Task brief ▸
Copy out lines with the word "json" from the material that follows.

##### Data to examine #####

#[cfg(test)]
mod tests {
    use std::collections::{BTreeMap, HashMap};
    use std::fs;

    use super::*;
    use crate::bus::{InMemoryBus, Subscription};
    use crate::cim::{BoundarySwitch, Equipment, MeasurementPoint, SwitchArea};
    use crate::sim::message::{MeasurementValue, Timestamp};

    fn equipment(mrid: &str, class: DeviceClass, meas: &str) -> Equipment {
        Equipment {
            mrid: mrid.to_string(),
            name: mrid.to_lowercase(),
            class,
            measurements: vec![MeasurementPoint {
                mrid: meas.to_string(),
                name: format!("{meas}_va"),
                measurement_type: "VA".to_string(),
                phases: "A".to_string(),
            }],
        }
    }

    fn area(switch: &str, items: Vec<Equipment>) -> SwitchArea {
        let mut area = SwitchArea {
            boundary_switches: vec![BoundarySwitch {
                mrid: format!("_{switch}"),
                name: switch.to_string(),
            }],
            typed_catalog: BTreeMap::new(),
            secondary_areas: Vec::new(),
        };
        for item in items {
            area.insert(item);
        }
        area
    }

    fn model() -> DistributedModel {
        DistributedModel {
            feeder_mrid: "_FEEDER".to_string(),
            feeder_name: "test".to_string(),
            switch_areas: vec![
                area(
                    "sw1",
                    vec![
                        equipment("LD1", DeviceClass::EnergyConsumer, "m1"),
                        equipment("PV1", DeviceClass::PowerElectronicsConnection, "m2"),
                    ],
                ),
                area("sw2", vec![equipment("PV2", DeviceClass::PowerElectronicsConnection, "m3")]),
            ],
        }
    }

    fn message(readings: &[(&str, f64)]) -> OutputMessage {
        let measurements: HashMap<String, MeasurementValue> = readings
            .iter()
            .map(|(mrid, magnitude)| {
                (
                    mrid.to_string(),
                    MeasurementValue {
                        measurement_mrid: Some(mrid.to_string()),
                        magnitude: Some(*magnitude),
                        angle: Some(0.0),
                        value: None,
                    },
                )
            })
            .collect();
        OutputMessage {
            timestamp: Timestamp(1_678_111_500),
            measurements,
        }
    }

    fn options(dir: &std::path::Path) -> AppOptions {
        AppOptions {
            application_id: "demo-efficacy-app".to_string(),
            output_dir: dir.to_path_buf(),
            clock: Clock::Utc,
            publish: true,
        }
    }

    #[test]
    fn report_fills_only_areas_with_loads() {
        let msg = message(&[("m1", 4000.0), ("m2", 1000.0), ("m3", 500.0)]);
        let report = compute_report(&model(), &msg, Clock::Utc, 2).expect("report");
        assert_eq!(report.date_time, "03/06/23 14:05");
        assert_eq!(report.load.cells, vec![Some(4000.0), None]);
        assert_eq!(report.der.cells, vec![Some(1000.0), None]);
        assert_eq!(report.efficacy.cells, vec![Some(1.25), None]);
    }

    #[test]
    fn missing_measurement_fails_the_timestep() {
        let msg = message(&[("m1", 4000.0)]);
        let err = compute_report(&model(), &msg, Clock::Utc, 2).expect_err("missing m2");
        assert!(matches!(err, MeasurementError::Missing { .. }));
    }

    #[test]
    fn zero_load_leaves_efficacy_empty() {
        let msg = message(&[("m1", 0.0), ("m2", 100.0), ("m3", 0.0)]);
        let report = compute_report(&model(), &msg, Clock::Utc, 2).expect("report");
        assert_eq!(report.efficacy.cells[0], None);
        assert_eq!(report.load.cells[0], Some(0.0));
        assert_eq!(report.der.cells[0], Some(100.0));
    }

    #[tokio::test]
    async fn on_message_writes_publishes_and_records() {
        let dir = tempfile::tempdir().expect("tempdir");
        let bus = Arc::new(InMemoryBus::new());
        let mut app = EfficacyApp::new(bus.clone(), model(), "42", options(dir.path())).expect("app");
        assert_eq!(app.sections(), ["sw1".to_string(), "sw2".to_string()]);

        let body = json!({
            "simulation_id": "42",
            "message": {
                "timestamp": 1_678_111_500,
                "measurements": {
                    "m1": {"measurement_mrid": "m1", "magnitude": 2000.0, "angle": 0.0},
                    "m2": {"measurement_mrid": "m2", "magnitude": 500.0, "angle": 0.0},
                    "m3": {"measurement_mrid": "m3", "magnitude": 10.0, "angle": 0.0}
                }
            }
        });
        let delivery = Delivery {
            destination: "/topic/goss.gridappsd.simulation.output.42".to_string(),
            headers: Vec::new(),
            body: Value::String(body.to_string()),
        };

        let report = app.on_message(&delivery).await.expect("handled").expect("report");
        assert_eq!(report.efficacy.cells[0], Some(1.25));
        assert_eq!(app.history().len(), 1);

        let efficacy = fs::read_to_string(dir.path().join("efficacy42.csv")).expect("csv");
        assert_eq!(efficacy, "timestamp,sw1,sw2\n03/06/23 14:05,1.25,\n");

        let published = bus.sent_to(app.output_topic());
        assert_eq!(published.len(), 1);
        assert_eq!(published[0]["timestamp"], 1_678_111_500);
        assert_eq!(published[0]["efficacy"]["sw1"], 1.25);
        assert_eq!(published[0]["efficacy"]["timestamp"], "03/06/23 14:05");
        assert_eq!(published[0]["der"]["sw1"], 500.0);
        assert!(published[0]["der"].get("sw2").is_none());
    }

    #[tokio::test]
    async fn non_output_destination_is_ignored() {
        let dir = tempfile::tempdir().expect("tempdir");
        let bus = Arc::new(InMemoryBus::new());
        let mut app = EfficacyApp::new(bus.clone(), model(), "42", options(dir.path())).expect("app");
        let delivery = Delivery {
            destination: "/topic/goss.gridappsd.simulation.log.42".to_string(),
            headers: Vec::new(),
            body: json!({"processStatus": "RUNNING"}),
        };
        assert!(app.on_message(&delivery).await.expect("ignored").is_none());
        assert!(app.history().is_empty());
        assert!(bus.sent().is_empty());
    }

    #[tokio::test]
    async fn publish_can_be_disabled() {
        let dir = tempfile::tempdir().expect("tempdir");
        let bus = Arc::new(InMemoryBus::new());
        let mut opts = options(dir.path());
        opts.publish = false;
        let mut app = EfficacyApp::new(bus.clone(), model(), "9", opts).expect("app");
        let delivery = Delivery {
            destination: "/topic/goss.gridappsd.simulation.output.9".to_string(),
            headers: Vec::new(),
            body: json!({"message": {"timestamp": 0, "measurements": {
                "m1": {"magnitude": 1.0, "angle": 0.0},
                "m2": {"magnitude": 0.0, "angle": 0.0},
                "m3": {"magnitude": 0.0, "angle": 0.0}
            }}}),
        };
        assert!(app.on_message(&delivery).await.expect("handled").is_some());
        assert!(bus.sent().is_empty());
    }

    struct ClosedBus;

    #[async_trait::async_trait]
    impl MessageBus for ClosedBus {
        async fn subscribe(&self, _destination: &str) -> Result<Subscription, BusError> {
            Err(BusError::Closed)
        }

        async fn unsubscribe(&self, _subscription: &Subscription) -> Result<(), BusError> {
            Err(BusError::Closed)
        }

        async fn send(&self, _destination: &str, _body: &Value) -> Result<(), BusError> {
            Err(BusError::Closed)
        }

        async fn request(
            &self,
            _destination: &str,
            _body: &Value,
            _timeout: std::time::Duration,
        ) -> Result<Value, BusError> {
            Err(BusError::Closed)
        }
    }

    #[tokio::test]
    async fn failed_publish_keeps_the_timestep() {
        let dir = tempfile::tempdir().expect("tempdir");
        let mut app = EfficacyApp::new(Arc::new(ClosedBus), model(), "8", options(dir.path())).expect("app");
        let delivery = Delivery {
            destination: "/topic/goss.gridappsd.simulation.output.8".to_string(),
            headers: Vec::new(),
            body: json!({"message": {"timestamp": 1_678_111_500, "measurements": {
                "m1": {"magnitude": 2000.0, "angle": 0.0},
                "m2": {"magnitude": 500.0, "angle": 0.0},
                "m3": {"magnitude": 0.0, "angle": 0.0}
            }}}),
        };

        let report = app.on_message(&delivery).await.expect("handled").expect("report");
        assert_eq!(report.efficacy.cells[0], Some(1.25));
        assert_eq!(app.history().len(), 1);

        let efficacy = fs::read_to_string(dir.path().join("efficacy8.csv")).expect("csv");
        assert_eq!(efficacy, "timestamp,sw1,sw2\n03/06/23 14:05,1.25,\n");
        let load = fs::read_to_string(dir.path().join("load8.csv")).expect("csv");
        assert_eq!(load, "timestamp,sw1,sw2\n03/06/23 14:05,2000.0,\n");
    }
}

#####

Output for this task ▸
        let body = json!({
            body: json!({"processStatus": "RUNNING"}),
            body: json!({"message": {"timestamp": 0, "measurements": {
            body: json!({"message": {"timestamp": 1_678_111_500, "measurements": {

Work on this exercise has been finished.